# [RECORDS]
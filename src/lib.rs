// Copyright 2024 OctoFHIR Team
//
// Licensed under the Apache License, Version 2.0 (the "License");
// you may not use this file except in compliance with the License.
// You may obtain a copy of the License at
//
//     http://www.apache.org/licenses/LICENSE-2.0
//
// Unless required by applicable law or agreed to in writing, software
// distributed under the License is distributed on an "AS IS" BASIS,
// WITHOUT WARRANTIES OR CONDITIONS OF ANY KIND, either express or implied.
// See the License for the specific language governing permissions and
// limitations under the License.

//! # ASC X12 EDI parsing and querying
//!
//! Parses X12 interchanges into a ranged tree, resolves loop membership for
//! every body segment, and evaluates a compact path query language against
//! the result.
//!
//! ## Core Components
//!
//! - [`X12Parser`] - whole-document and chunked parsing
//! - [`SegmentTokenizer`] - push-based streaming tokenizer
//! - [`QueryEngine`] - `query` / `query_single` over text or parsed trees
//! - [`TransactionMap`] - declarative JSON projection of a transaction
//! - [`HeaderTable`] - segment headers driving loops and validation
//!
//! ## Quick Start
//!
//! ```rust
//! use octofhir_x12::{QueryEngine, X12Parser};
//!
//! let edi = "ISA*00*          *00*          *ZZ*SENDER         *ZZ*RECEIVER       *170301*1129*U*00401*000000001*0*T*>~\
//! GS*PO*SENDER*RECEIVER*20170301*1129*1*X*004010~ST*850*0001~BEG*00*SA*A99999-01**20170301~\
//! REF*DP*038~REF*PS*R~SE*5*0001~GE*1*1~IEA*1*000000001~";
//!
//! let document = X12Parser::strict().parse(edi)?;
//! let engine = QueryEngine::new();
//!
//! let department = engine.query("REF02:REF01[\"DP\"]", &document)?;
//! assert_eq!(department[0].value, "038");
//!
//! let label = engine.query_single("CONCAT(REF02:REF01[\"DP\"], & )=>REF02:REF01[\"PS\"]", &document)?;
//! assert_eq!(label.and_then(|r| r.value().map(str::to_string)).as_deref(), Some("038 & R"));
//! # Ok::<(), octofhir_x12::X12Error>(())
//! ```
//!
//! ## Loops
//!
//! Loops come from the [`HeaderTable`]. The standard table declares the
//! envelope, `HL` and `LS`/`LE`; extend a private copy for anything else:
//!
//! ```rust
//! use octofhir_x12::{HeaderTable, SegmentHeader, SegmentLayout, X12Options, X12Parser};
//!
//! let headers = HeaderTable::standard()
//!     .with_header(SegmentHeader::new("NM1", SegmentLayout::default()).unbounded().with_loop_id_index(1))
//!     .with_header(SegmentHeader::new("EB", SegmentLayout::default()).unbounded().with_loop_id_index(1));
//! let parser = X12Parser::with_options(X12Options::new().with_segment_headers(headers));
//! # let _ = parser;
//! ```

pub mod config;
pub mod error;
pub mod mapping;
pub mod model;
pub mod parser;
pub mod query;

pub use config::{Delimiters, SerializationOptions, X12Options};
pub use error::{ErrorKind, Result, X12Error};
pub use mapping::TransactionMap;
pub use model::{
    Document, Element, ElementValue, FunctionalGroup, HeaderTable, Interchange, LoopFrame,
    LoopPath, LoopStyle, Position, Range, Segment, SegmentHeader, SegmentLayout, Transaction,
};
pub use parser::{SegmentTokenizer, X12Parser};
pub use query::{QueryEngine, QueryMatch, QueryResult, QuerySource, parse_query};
--
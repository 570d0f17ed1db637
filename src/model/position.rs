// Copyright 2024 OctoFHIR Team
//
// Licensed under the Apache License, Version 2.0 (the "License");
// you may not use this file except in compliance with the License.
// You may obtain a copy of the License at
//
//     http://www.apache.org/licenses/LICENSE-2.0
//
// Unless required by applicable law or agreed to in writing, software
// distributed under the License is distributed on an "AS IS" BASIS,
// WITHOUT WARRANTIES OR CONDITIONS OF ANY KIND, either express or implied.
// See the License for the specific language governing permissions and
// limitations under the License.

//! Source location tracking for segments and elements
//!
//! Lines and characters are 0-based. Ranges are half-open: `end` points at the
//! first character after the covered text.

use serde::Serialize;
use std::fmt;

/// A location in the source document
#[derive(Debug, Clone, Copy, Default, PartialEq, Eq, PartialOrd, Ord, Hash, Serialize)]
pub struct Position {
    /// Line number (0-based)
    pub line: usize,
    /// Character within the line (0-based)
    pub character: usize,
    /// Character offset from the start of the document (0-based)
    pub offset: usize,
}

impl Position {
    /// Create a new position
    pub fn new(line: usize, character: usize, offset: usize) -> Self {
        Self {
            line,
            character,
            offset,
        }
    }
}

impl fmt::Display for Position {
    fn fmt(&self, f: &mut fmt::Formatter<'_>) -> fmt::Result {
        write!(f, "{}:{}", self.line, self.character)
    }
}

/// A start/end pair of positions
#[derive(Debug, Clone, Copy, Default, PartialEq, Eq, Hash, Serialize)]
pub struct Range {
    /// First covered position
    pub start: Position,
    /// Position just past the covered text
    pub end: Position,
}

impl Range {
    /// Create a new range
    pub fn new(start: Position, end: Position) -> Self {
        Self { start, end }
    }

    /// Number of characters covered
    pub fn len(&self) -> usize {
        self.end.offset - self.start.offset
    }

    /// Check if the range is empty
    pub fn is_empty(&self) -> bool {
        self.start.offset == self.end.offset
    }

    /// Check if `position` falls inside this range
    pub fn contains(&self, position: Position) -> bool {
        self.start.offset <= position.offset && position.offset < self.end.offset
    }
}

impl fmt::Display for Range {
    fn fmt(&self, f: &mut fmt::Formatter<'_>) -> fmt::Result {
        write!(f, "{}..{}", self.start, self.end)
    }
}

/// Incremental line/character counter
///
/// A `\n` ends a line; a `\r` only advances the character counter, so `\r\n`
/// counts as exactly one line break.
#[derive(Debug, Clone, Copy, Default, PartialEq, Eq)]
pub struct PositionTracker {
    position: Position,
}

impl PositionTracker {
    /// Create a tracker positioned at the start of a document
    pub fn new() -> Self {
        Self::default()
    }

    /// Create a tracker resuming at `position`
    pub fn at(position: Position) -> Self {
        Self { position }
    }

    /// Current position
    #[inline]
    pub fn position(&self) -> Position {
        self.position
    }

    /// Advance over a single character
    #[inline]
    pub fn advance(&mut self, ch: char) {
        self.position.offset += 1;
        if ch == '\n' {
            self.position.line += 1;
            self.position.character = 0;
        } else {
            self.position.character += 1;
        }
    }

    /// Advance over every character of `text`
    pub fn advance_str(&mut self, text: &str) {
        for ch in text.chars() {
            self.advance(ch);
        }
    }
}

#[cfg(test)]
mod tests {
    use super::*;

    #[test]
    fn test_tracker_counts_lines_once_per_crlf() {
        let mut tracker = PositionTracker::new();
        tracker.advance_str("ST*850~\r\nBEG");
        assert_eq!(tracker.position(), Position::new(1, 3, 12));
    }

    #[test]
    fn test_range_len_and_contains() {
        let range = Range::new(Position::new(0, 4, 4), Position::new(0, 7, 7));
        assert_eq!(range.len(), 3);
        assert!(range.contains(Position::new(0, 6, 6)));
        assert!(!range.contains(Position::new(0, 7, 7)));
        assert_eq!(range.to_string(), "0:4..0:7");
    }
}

# [WORK INSTRUCTIONS]
Could you state how many lines of the data include the word "TransactionMap"? Only the number is needed.

# [SOLUTION TO THE EXERCISE]
2